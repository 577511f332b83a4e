// Status bar widget: server reachability, backend address, login state and
// the current screen.

use ratatui::layout::Rect;
use ratatui::style::{Color, Modifier, Style};
use ratatui::text::{Line, Span};
use ratatui::widgets::Paragraph;
use ratatui::Frame;

use crate::tui::{ServerStatus, ViewState};

/// Render the status bar into the given area.
///
/// Layout: [server dot] MindMBTI | [screen] | [base url] | [auth]
pub fn render(frame: &mut Frame, area: Rect, state: &ViewState) {
    let (dot, dot_color) = server_indicator(state.server);
    let separator = || Span::styled(" | ", Style::default().fg(Color::Gray));

    let mut spans = vec![
        Span::styled(format!(" {dot} "), Style::default().fg(dot_color)),
        Span::styled(
            "MindMBTI",
            Style::default()
                .fg(Color::Magenta)
                .add_modifier(Modifier::BOLD),
        ),
        separator(),
        Span::styled(
            state.screen().title(),
            Style::default()
                .fg(Color::Black)
                .bg(Color::White)
                .add_modifier(Modifier::BOLD),
        ),
        separator(),
        Span::styled(state.base_url.clone(), Style::default().fg(Color::DarkGray)),
        separator(),
    ];
    spans.push(auth_span(state.authenticated));

    let paragraph = Paragraph::new(Line::from(spans)).style(Style::default().bg(Color::Black));
    frame.render_widget(paragraph, area);
}

/// Return the server dot character and its color.
pub fn server_indicator(status: ServerStatus) -> (&'static str, Color) {
    match status {
        ServerStatus::Unknown => ("○", Color::DarkGray),
        ServerStatus::Reachable => ("●", Color::Green),
        ServerStatus::Unreachable => ("●", Color::Red),
    }
}

fn auth_span(authenticated: bool) -> Span<'static> {
    if authenticated {
        Span::styled("로그인됨", Style::default().fg(Color::Green))
    } else {
        Span::styled("비로그인", Style::default().fg(Color::DarkGray))
    }
}

// ---------------------------------------------------------------------------
// Tests
// ---------------------------------------------------------------------------

#[cfg(test)]
mod tests {
    use super::*;

    #[test]
    fn server_indicator_colors() {
        assert_eq!(server_indicator(ServerStatus::Unknown).1, Color::DarkGray);
        assert_eq!(server_indicator(ServerStatus::Reachable).1, Color::Green);
        assert_eq!(server_indicator(ServerStatus::Unreachable).1, Color::Red);
    }

    #[test]
    fn shows_base_url() {
        let state = ViewState::new("http://127.0.0.1:8000/api");
        let backend = ratatui::backend::TestBackend::new(100, 1);
        let mut terminal = ratatui::Terminal::new(backend).unwrap();
        terminal
            .draw(|frame| render(frame, frame.area(), &state))
            .unwrap();
        let text: String = terminal
            .backend()
            .buffer()
            .content()
            .iter()
            .map(|cell| cell.symbol())
            .collect();
        assert!(text.contains("MindMBTI"));
        assert!(text.contains("http://127.0.0.1:8000/api"));
    }
}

*REQUIRED ACTION:*
Apply a filter to the listing above so that only lines with "Rect" are kept, and copy those lines.

*WRITTEN RESPONSE:*
use ratatui::layout::Rect;
pub fn render(frame: &mut Frame, area: Rect, state: &ViewState) {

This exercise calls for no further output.